- Published on
GitHub Spring Cleaning - the Deprecation Hack
- Authors

- Name
- Kevin van Zonneveld
- @kvz
Almost spring here! Birds are chirping and we start cleaning out our kitchens and backyards and closets and GitHub accounts. Let's trash some legacy!
Why? Because
- We're ashamed of old code
- We want to save money by having a lower (private) repo count
- We want to improve the signal-to-noise on our profiles before a job interview
- Spring
But wait, what if your co-worker wants to access some of those commits again? You probably don't feel like peeling archives from crashed backup drives in the basement of your previous building.
Renan and I faced this at true.nl and we started looking for simple solutions.
After going over several, we (ok, Renan) came up with the idea of storing every old repository's master branch to a self-named branch in a single deprecated repository.
Here's what it might look like on 3 sample repos:
github.com/kvz/eggshell/tree/master -> github.com/kvz/deprecated/tree/eggshell
github.com/kvz/submin/tree/master -> github.com/kvz/deprecated/tree/submin
github.com/kvz/Elastica/tree/master -> github.com/kvz/deprecated/tree/Elastica
Hack? Yes. But the advantages of this method are clear. You get to:
- Preserve paths, commits, users
- Use GitHub's webinterface to quickly traverse the archives and link to them
- Make it very clear to people that they're looking at indeed deprecated code
- Make the deprecated repo private if need be and enjoy GitHub's access control
- Checkout a
deprecatedrepo branch, force-push it to a fresh repo'smasterand be back in business
It's limited in that we only preserve the master branch, but we figured that would suffice for repos whose code history would otherwise just have been made inaccessible in far worse ways.
Starting is simple. You create a container repo on Github named deprecated, add it as an origin to existing repos, force push current master to a named branch, and done.

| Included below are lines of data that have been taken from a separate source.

//! In-process transport.
//!
//! `MemoryTransport` records what is emitted and lets the caller play the
//! server: answer emits with [`MemoryTransport::reply`] and push updates with
//! [`MemoryTransport::push`]. Delivery happens synchronously on the calling
//! thread.

use std::sync::atomic::{AtomicBool, Ordering};

use parking_lot::Mutex;
use serde_json::Value;

use crate::error::Error;
use crate::transport::{ListenerId, ListenerRegistry, PendingReplies, ReplyHandler, Transport, UpdateHandler};

/// One recorded emission.
#[derive(Debug, Clone, PartialEq)]
pub struct EmittedEvent {
    /// Event name (the socket-api handle).
    pub event: String,
    /// Arguments as emitted.
    pub args: Vec<Value>,
    /// Ack id to pass to [`MemoryTransport::reply`], if a reply was requested.
    pub ack: Option<u64>,
}

/// A [`Transport`] that never leaves the process.
#[derive(Debug, Default)]
pub struct MemoryTransport {
    listeners: ListenerRegistry,
    replies: PendingReplies,
    emitted: Mutex<Vec<EmittedEvent>>,
    closed: AtomicBool,
}

impl MemoryTransport {
    /// Create an open transport with nothing emitted.
    pub fn new() -> Self {
        Self::default()
    }

    /// Everything emitted so far, in order.
    pub fn emitted(&self) -> Vec<EmittedEvent> {
        self.emitted.lock().clone()
    }

    /// Deliver a push to every listener on `event`. Returns the listener count.
    pub fn push(&self, event: &str, payload: &Value) -> usize {
        self.listeners.dispatch(event, payload)
    }

    /// Answer the emit that carried `ack`. Returns `false` if it was already
    /// answered or never requested a reply.
    pub fn reply(&self, ack: u64, args: Vec<Value>) -> bool {
        self.replies.resolve(ack, args)
    }

    /// Close the transport; later emits fail with [`Error::Closed`] and
    /// outstanding replies are dropped.
    pub fn close(&self) {
        self.closed.store(true, Ordering::SeqCst);
        self.replies.clear();
    }

    /// Check whether [`close`](Self::close) was called.
    pub fn is_closed(&self) -> bool {
        self.closed.load(Ordering::SeqCst)
    }

    /// Number of emits still waiting for a reply.
    pub fn pending_replies(&self) -> usize {
        self.replies.len()
    }
}

impl Transport for MemoryTransport {
    fn on(&self, event: &str, listener: UpdateHandler) -> ListenerId {
        self.listeners.on(event, listener)
    }

    fn off(&self, event: &str, listener: ListenerId) -> bool {
        self.listeners.off(event, listener)
    }

    fn emit(&self, event: &str, args: Vec<Value>, reply: Option<ReplyHandler>) -> Result<(), Error> {
        if self.is_closed() {
            return Err(Error::Closed);
        }

        let ack = reply.map(|reply| self.replies.register(reply));
        self.emitted.lock().push(EmittedEvent {
            event: event.to_string(),
            args,
            ack,
        });
        Ok(())
    }

    fn listener_count(&self, event: &str) -> usize {
        self.listeners.listener_count(event)
    }
}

However, spring cleaning is no fun without automation, so we wrote a script to do this for you. Just change the repo_sources and repo_destiny variables.
If you don't understand what this does, please don't run it
#!/usr/bin/env bash
set -o errexit
set -o nounset
set -o pipefail
# Repositories to deprecate and their destination
repo_user="kvz"
repo_sources=(eggshell submin Elastica)
repo_destiny="deprecated"
todo=""
myTemp=`mktemp -d -t /tmp` && cd "${myTemp}"

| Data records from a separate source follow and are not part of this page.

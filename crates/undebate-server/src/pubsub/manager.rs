//! Channel manager for connection memberships and push fan-out.

use std::collections::HashMap;
use std::sync::Arc;

use parking_lot::RwLock;
use serde_json::Value;
use tokio::sync::mpsc;

use undebate_proto::Frame;

use super::membership::ChannelMember;
use crate::error::Error;

/// A connected peer: where its outbound frames go.
struct Peer {
    outbound: mpsc::UnboundedSender<Vec<u8>>,
}

/// Manager for channel memberships and push delivery.
///
/// Lock order is `channels` before `peers`; no method holds `peers` while
/// taking `channels`.
pub struct ChannelManager {
    /// Attached connections keyed by connection id.
    peers: RwLock<HashMap<u64, Peer>>,
    /// Members of each channel, in join order.
    channels: RwLock<HashMap<String, Vec<ChannelMember>>>,
}

impl ChannelManager {
    /// Create an empty channel manager.
    pub fn new() -> Self {
        Self {
            peers: RwLock::new(HashMap::new()),
            channels: RwLock::new(HashMap::new()),
        }
    }

    /// Register a connection and the queue its encoded frames are written from.
    pub fn attach(&self, connection_id: u64, outbound: mpsc::UnboundedSender<Vec<u8>>) {
        self.peers.write().insert(connection_id, Peer { outbound });
        tracing::debug!(connection_id, "peer attached");
    }

    /// Remove a connection and all of its channel memberships.
    ///
    /// Returns the number of memberships removed.
    pub fn detach(&self, connection_id: u64) -> usize {
        self.peers.write().remove(&connection_id);

        let mut removed = 0;
        let mut channels = self.channels.write();
        channels.retain(|_, members| {
            let before = members.len();
            members.retain(|m| m.connection_id != connection_id);
            removed += before - members.len();
            !members.is_empty()
        });
        drop(channels);

        tracing::debug!(connection_id, memberships = removed, "peer detached");
        removed
    }

    /// Check if a connection is attached.
    pub fn is_attached(&self, connection_id: u64) -> bool {
        self.peers.read().contains_key(&connection_id)
    }

    /// Add a connection to a channel.
    ///
    /// Joining a channel the connection is already in is a no-op and returns
    /// `Ok(false)`.
    pub fn join(&self, connection_id: u64, channel: &str) -> Result<bool, Error> {
        if !self.is_attached(connection_id) {
            return Err(Error::InvalidRequest(format!(
                "connection {} is not attached",
                connection_id
            )));
        }

        let mut channels = self.channels.write();
        let members = channels.entry(channel.to_string()).or_default();
        if members.iter().any(|m| m.connection_id == connection_id) {
            return Ok(false);
        }
        members.push(ChannelMember::new(connection_id, channel));
        drop(channels);

        tracing::debug!(connection_id, channel, "joined channel");
        Ok(true)
    }

    /// Remove a connection from a channel. Returns `false` if it was not a member.
    pub fn leave(&self, connection_id: u64, channel: &str) -> bool {
        let mut channels = self.channels.write();
        let Some(members) = channels.get_mut(channel) else {
            return false;
        };
        let before = members.len();
        members.retain(|m| m.connection_id != connection_id);
        let left = members.len() != before;
        if members.is_empty() {
            channels.remove(channel);
        }
        drop(channels);

        if left {
            tracing::debug!(connection_id, channel, "left channel");
        }
        left
    }

    /// Push `payload` to every member of `channel`.
    ///
    /// The push frame is encoded once. Returns the number of members it was
    /// queued to; members whose connection is already gone are skipped.
    pub fn publish(&self, channel: &str, payload: &Value) -> Result<usize, Error> {
        let frame = Frame::push(channel, payload)?.encode()?;

        let mut channels = self.channels.write();
        let Some(members) = channels.get_mut(channel) else {
            tracing::trace!(channel, "publish with no members");
            return Ok(0);
        };

        let peers = self.peers.read();
        let mut delivered = 0;
        for member in members.iter_mut() {
            let Some(peer) = peers.get(&member.connection_id) else {
                continue;
            };
            if peer.outbound.send(frame.clone()).is_ok() {
                member.record_push();
                delivered += 1;
            }
        }
        drop(peers);
        drop(channels);

        tracing::debug!(channel, delivered, bytes = frame.len(), "published");
        Ok(delivered)
    }

    /// Connection ids in a channel, in join order.
    pub fn members(&self, channel: &str) -> Vec<u64> {
        self.channels
            .read()
            .get(channel)
            .map(|members| members.iter().map(|m| m.connection_id).collect())
            .unwrap_or_default()
    }

    /// Channels a connection has joined.
    pub fn channels_for(&self, connection_id: u64) -> Vec<String> {
        let mut joined: Vec<String> = self
            .channels
            .read()
            .iter()
            .filter(|(_, members)| members.iter().any(|m| m.connection_id == connection_id))
            .map(|(channel, _)| channel.clone())
            .collect();
        joined.sort();
        joined
    }

    /// Get a membership record.
    pub fn member(&self, connection_id: u64, channel: &str) -> Option<ChannelMember> {
        self.channels
            .read()
            .get(channel)
            .and_then(|members| members.iter().find(|m| m.connection_id == connection_id))
            .cloned()
    }

    /// Total number of memberships across all channels.
    pub fn subscription_count(&self) -> usize {
        self.channels.read().values().map(Vec::len).sum()
    }

    /// Number of channels with at least one member.
    pub fn channel_count(&self) -> usize {
        self.channels.read().len()
    }

    /// Number of attached connections.
    pub fn peer_count(&self) -> usize {
        self.peers.read().len()
    }
}

impl Default for ChannelManager {
    fn default() -> Self {
        Self::new()
    }
}

/// Shared channel manager handle.
pub type SharedChannelManager = Arc<ChannelManager>;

# Iterate the commands below for every repository you wanna merge
for repo_source in "${repo_sources[@]}"; do
git clone git@github.com:${repo_user}/${repo_source}.git || true
pushd ${repo_source}
git clean -fd
git reset --hard
git checkout master
git pull -f origin master
git checkout -B ${repo_user}/${repo_source}
git push -f git@github.com:${repo_user}/${repo_destiny}.git ${repo_user}/${repo_source}
popd
todo="${todo}--> Feel free to delete the repository at https://github.com/${repo_user}/${repo_source}/settings\n"
done
todo="${todo}--> Saved ${repo_sources} as branches in https://github.com/${repo_user}/${repo_destiny}/branches\n"
echo -e ${todo}
Let us know what you think!
Legacy Comments (3)
These comments were imported from the previous blog system (Disqus).
Great idea and execution!
I would make REPO_SRCS an array and use lower-case names to avoid confusing it with an environment variable:
repo_sources=(kvz/eggshell kvz/submin kvz/Elastica)
…
for $repo_source in "${repo_sources[@]}"; do
Also, if you're automating anyway, why not transfer every branch anyway?

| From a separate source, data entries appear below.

//! Undebate client API.
//!
//! [`Client`] owns one [`Connection`] and layers request/reply helpers and the
//! election-document socket APIs over it.

use std::sync::Arc;

use serde_json::{json, Value};
use tokio::sync::oneshot;

use undebate_proto::apis::{FIND_AND_SET_ELECTION_DOC, SUBSCRIBE_ELECTION_DOC};

use crate::config::ClientConfig;
use crate::connection::Connection;
use crate::error::Error;
use crate::subscribe::{Arg, Subscription, SubscriptionClient};

/// A client connected to an undebate server.
///
/// # Example
///
/// ```ignore
/// use undebate_client::{Client, ClientConfig};
///
/// #[tokio::main]
/// async fn main() -> Result<(), Box<dyn std::error::Error>> {
///     let client = Client::connect(ClientConfig::localhost().with_user("moderator")).await?;
///
///     let _sub = client.subscribe_election_doc(
///         "61f0c2a9e4b0a1b2c3d4e5f6",
///         |reply| println!("current: {:?}", reply),
///         |update| println!("changed: {}", update),
///     )?;
///
///     client.close();
///     Ok(())
/// }
/// ```
pub struct Client {
    connection: Arc<Connection>,
    subscriptions: SubscriptionClient<Connection>,
}

impl Client {
    /// Connect to an undebate server.
    pub async fn connect(config: ClientConfig) -> Result<Self, Error> {
        let connection = Arc::new(Connection::establish(config).await?);
        Ok(Self::from_connection(connection))
    }

    /// Connect to a server at the given address.
    pub async fn connect_to(address: impl Into<String>) -> Result<Self, Error> {
        Self::connect(ClientConfig::new(address)).await
    }

    /// Connect to localhost on the default port.
    pub async fn connect_localhost() -> Result<Self, Error> {
        Self::connect(ClientConfig::localhost()).await
    }

    /// Wrap an established connection.
    pub fn from_connection(connection: Arc<Connection>) -> Self {
        Self {
            subscriptions: SubscriptionClient::new(connection.clone()),
            connection,
        }
    }

    /// The underlying connection.
    pub fn connection(&self) -> &Arc<Connection> {
        &self.connection
    }

    /// See [`SubscriptionClient::subscribe`].
    pub fn subscribe<R, U>(
        &self,
        handle: &str,
        id: &str,
        extra_args: Vec<Value>,
        on_result: R,
        on_update: U,
    ) -> Result<Subscription<Connection>, Error>
    where
        R: FnOnce(Vec<Value>) + Send + 'static,
        U: Fn(&Value) + Send + Sync + 'static,
    {
        self.subscriptions
            .subscribe(handle, id, extra_args, on_result, on_update)
    }

    /// See [`SubscriptionClient::subscribe_with`].
    pub fn subscribe_with(
        &self,
        handle: &str,
        id: &str,
        args: Vec<Arg>,
    ) -> Result<Subscription<Connection>, Error> {
        self.subscriptions.subscribe_with(handle, id, args)
    }

    /// Emit `handle` with `args` and wait for its reply.
    ///
    /// Fails with [`Error::Timeout`] if no reply arrives within the configured
    /// timeout, and with [`Error::Closed`] if the connection drops first.
    pub async fn request(&self, handle: &str, args: Vec<Value>) -> Result<Vec<Value>, Error> {
        let (tx, rx) = oneshot::channel();
        let ack = self.connection.emit_with_ack(
            handle,
            args,
            Box::new(move |reply: Vec<Value>| {
                let _ = tx.send(reply);
            }),
        )?;

        match tokio::time::timeout(self.connection.config().timeout, rx).await {
            Ok(Ok(reply)) => Ok(reply),
            Ok(Err(_)) => Err(Error::Closed),
            Err(_) => {
                self.connection.cancel_reply(ack);
                tracing::warn!(handle, ack, "request timed out");
                Err(Error::Timeout)
            }
        }
    }

    /// Fetch an election document and follow its updates.
    ///
    /// `on_result` receives the document (or `null` if none exists yet);
    /// `on_update` receives every later version.
    pub fn subscribe_election_doc<R, U>(
        &self,
        id: &str,
        on_result: R,
        on_update: U,
    ) -> Result<Subscription<Connection>, Error>
    where
        R: FnOnce(Value) + Send + 'static,
        U: Fn(&Value) + Send + Sync + 'static,
    {
        self.subscribe(
            SUBSCRIBE_ELECTION_DOC,
            id,
            Vec::new(),
            move |mut reply| on_result(if reply.is_empty() { Value::Null } else { reply.swap_remove(0) }),
            on_update,
        )
    }

    /// Validate and store an election document. Returns `true` if the server
    /// accepted it.
    pub async fn find_and_set_election_doc(&self, id: &str, doc: Value) -> Result<bool, Error> {
        let reply = self
            .request(FIND_AND_SET_ELECTION_DOC, vec![json!({ "_id": id }), doc])
            .await?;
        Ok(matches!(reply.first(), Some(Value::Bool(true))))
    }

    /// Close the connection.
    pub fn close(&self) {
        self.connection.close();
    }

    /// Check if the connection is ready for requests.
    pub fn is_connected(&self) -> bool {
        self.connection.is_connected()
    }
}

impl std::fmt::Debug for Client {
    fn fmt(&self, f: &mut std::fmt::Formatter<'_>) -> std::fmt::Result {
        f.debug_struct("Client")
            .field("connection", &self.connection)
            .finish()
    }
}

kvz/eggshell's "master" branch becomes kvz/deprecated's "eggshell-master" branch.
kvz/eggshell's "development" branch becomes kvz/deprecated's "eggshell-development" branch.
Et cetera.
Hi Jan,
True. We chose not to do it as master really is the only branch we're interested in, and it would get messy as some repos would really need to be cleaned up before attempting something like that : ) It's trivial to add backup for all branches this way though.
As for your other changes, I like it! Just updated the post to reflect them. Thanks!